→ **Aim of the task**
Write down exactly the lines of the records below, beginning with the first and ending with the line that includes "new event ID.".
START Given data
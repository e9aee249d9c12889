//! Intercepted request model.

use std::sync::atomic::{AtomicU64, Ordering};

use http::{HeaderMap, Method};
use serde::{Deserialize, Serialize};

/// Identifier correlating the log lines of one dispatched event.
#[derive(Debug, Clone, PartialEq, Eq, Hash)]
pub struct EventId(pub String);

static EVENT_SEQ: AtomicU64 = AtomicU64::new(1);

impl EventId {
    /// Generate a new event ID.
    pub fn generate() -> Self {
        // No wall clock on wasm32-unknown-unknown.
        let seq = EVENT_SEQ.fetch_add(1, Ordering::Relaxed);
        Self(format!("evt-{:x}", seq))
    }

    /// Create from an existing ID string.
    pub fn from_string(id: impl Into<String>) -> Self {
        Self(id.into())
    }
}

impl std::fmt::Display for EventId {
    fn fmt(&self, f: &mut std::fmt::Formatter<'_>) -> std::fmt::Result {
        write!(f, "{}", self.0)
    }
}

/// What kind of resource a request is for (the Fetch `destination`).
#[derive(Debug, Clone, Copy, Default, PartialEq, Eq, Serialize, Deserialize)]
#[serde(rename_all = "lowercase")]
pub enum Destination {
    /// Top-level navigable document.
    Document,
    Script,
    Style,
    Image,
    Font,
    /// Fetches with no destination (`fetch()` / XHR).
    #[default]
    Empty,
    Other,
}

impl Destination {
    /// Parse a Fetch destination string.
    pub fn parse(value: &str) -> Self {
        match value {
            "document" => Self::Document,
            "script" => Self::Script,
            "style" => Self::Style,
            "image" => Self::Image,
            "font" => Self::Font,
            "" => Self::Empty,
            _ => Self::Other,
        }
    }
}

/// A request intercepted from a controlled page.
#[derive(Debug, Clone)]
pub struct FetchRequest {
    /// HTTP method.
    pub method: Method,
    /// Absolute or scope-relative URL.
    pub url: String,
    /// Request destination.
    pub destination: Destination,
    /// Request headers.
    pub headers: HeaderMap,
}

impl FetchRequest {
    /// Create a new request.
    pub fn new(method: Method, url: impl Into<String>) -> Self {
        Self {
            method,
            url: url.into(),
            destination: Destination::Empty,
            headers: HeaderMap::new(),
        }
    }

    /// A GET subresource request.
    pub fn get(url: impl Into<String>) -> Self {
        Self::new(Method::GET, url)
    }

    /// A GET navigation request for a document.
    pub fn navigate(url: impl Into<String>) -> Self {
        Self::get(url).with_destination(Destination::Document)
    }

    /// Set the destination.
    pub fn with_destination(mut self, destination: Destination) -> Self {
        self.destination = destination;
        self
    }

    /// Whether this is a GET request.
    pub fn is_get(&self) -> bool {
        self.method == Method::GET
    }

    /// Whether this request loads a top-level document.
    pub fn is_navigation(&self) -> bool {
        self.destination == Destination::Document
    }
}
END Given data
→ **Written answer**
repository e9aee249d9c12889
//! Intercepted request model.

use std::sync::atomic::{AtomicU64, Ordering};

use http::{HeaderMap, Method};
use serde::{Deserialize, Serialize};

/// Identifier correlating the log lines of one dispatched event.
#[derive(Debug, Clone, PartialEq, Eq, Hash)]
pub struct EventId(pub String);

static EVENT_SEQ: AtomicU64 = AtomicU64::new(1);

impl EventId {
    /// Generate a new event ID.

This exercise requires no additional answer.